The study by Derya Bayır and Prakash Shah nicely inverts the European focus on Turkish immigrants by asking how British settlers in Turkey adjust to their new legal environment. Based on both the legal stipulations and interviews with British settlers and their Turkish neighbors, the article explores to what degree the capacity of the nation state is undermined by the messy transcultural mix of rights, assumed entitlements, and prejudice in law enforcement.

The series on multi-centred modernisms assembled by Monica Juneja and Franziska Koch continues with two contributions. Shukla Sawant, an artist and academic, draws our attention to vibrant collectives of artists in the Indian city of Bangalore whose experiments have yet to find a place in mainstream narratives of modernism, which still privilege canonical perspectives that have come to stand for the nation. Sawant brings to light untold stories of a movement the precedents of which go back to colonial times: engaged, collaborative art practices are seen as a gesture of opposition and re-humanization. These artists’ collectives seek to restore social bonds by transcending the instrumentality of the market and by rejecting object-based contemporary art as being consumerist. The commitment which, according to Sawant, energizes this work suggests a renewal of the avant-garde's blurring of the line between art and life. Stray references to the links between early modernist artists from India and Expressionism point to an uncharted field of study, where hidden tracks cutting across the nation, the colony, and the metropolis need to be recovered, though many might be lost due to a significant, if often deliberate, lack of documentation.

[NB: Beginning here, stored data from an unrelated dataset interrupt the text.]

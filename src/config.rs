//! Configuration
//!
//! Thresholds and batch sizing for resolution runs, plus where the store
//! lives and where the optional HTTP server listens. Everything has a
//! default; a TOML file only needs the keys it changes.

use crate::error::{ResolverError, Result};
use serde::{Deserialize, Serialize};
use std::path::{Path, PathBuf};

/// Knobs of the matching engine and the batch runner
#[derive(Debug, Clone, PartialEq, Serialize, Deserialize)]
#[serde(default)]
pub struct ResolverConfig {
    /// Scores above this auto-match (default: 85)
    pub auto_match_threshold: u8,

    /// Scores above this, up to the auto-match threshold, go to review (default: 70)
    pub review_threshold: u8,

    /// Minimum similarity for one group to nest under another (default: 80)
    pub hierarchy_threshold: u8,

    /// Only auto-match when the candidate's state agrees with the record's
    pub require_state_match: bool,

    /// Records per committed batch (default: 100)
    pub batch_size: usize,
}

impl Default for ResolverConfig {
    fn default() -> Self {
        ResolverConfig {
            auto_match_threshold: 85,
            review_threshold: 70,
            hierarchy_threshold: 80,
            require_state_match: false,
            batch_size: 100,
        }
    }
}

impl ResolverConfig {
    pub fn validate(&self) -> Result<()> {
        if self.auto_match_threshold > 100 || self.hierarchy_threshold > 100 {
            return Err(ResolverError::Config(
                "thresholds must be within 0..=100".to_string(),
            ));
        }
        if self.review_threshold >= self.auto_match_threshold {
            return Err(ResolverError::Config(format!(
                "review_threshold ({}) must be below auto_match_threshold ({})",
                self.review_threshold, self.auto_match_threshold
            )));
        }
        if self.batch_size == 0 {
            return Err(ResolverError::Config("batch_size must be positive".to_string()));
        }
        Ok(())
    }
}

#[derive(Debug, Clone, PartialEq, Serialize, Deserialize)]
#[serde(default)]
pub struct ServerConfig {
    pub host: String,
    pub port: u16,
}

impl Default for ServerConfig {
    fn default() -> Self {
        ServerConfig {
            host: "127.0.0.1".to_string(),
            port: 3000,
        }
    }
}

/// Top-level configuration file
#[derive(Debug, Clone, PartialEq, Serialize, Deserialize)]
#[serde(default)]
pub struct AppConfig {
    pub database_path: PathBuf,
    pub resolver: ResolverConfig,
    pub server: ServerConfig,
}

impl Default for AppConfig {
    fn default() -> Self {
        AppConfig {
            database_path: PathBuf::from("payers.db"),
            resolver: ResolverConfig::default(),
            server: ServerConfig::default(),
        }
    }
}

impl AppConfig {
    /// Read and validate a TOML config file
    pub fn from_file(path: &Path) -> Result<Self> {
        let text = std::fs::read_to_string(path)?;
        let config: AppConfig = toml::from_str(&text)
            .map_err(|e| ResolverError::Config(format!("{}: {}", path.display(), e)))?;
        config.resolver.validate()?;
        Ok(config)
    }

    /// Config file if given, defaults otherwise
    pub fn load(path: Option<&Path>) -> Result<Self> {
        match path {
            Some(path) => Self::from_file(path),
            None => Ok(Self::default()),
        }
    }
}
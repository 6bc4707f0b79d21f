//! Salah Types - Pure record definitions
//!
//! This crate contains only plain data types with no async runtime
//! dependencies. Every store in `salah-core` traffics in these shapes.

pub mod preferences;
pub mod prayer_times;
pub mod user;

pub use preferences::*;
pub use prayer_times::*;
pub use user::*;

/// Store-assigned identity of a record. Unique within its own store.
pub type RecordId = i64;
//! Prayer times service
//!
//! Serves computed prayer times from the cache and falls back to an external
//! source on a miss. Lifetime of new entries and the source timeout come from
//! [`CacheConfig`].

use super::ServiceError;
use async_trait::async_trait;
use salah_core::{
    CacheConfig, NewPrayerTimesCache, PrayerTimesCacheEntry, PrayerTimesKey, Storage, StorageError,
};
use std::sync::Arc;
use std::time::Duration;
use tracing::{debug, info, warn};

/// Computes prayer times for a key (upstream API, local calculator, ...)
#[async_trait]
pub trait PrayerTimesSource: Send + Sync {
    async fn compute(&self, key: &PrayerTimesKey) -> anyhow::Result<serde_json::Value>;
}

pub struct PrayerTimesService {
    storage: Arc<dyn Storage>,
    source: Arc<dyn PrayerTimesSource>,
    ttl: chrono::Duration,
    source_timeout: Duration,
}

impl PrayerTimesService {
    pub fn new(
        storage: Arc<dyn Storage>,
        source: Arc<dyn PrayerTimesSource>,
        config: &CacheConfig,
    ) -> salah_core::Result<Self> {
        config.validate()?;
        let ttl = chrono::Duration::from_std(config.ttl())
            .map_err(|e| StorageError::Config(format!("cache.ttl_secs: {}", e)))?;

        Ok(Self {
            storage,
            source,
            ttl,
            source_timeout: config.source_timeout(),
        })
    }

    pub fn with_source_timeout(mut self, timeout: Duration) -> Self {
        self.source_timeout = timeout;
        self
    }

    /// Cached entry for `key`, computing and caching it on a miss. Nothing
    /// is cached when the source fails.
    pub async fn get_or_compute(
        &self,
        key: &PrayerTimesKey,
    ) -> Result<PrayerTimesCacheEntry, ServiceError> {
        if let Some(entry) = self
            .storage
            .get_prayer_times_cache(&key.location, &key.date, key.method)
            .await?
        {
            debug!("Serving cached prayer times: key={}, id={}", key, entry.id);
            return Ok(entry);
        }

        info!("Computing prayer times: key={}", key);
        let payload = match tokio::time::timeout(self.source_timeout, self.source.compute(key)).await
        {
            Ok(Ok(payload)) => payload,
            Ok(Err(e)) => {
                warn!("Prayer times source failed for {}: {:#}", key, e);
                return Err(ServiceError::Source(e));
            }
            Err(_) => {
                warn!("Prayer times source timed out for {}", key);
                return Err(ServiceError::SourceTimeout(self.source_timeout));
            }
        };

        let entry = self
            .storage
            .create_prayer_times_cache(NewPrayerTimesCache::with_ttl(
                key.clone(),
                payload,
                self.ttl,
            ))
            .await?;
        Ok(entry)
    }
}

The second contribution to the series, a talk by Christine Guth, is an experiment that goes back to the interactive format of the lecture series. We feature here a podcast of Guth’s lecture of May 31, 2010, “The Multi-centred Modernities of Hokusai’s ‘Under the Wave off Kanagawa’,” in which she explores the conflicting scholarly ascriptions wherein Japanese Ukiyo-e prints were cited as examples of “modernity” in the context of Edo urban culture and at the same time viewed as “traditional” in their role as precursors of Western modernism. A response by Daniel Shapiro, a young art historian and musicologist who participated in the seminar, is in the works and will be posted shortly under the comment section. We will study your reactions to this format to see whether it should be further pursued.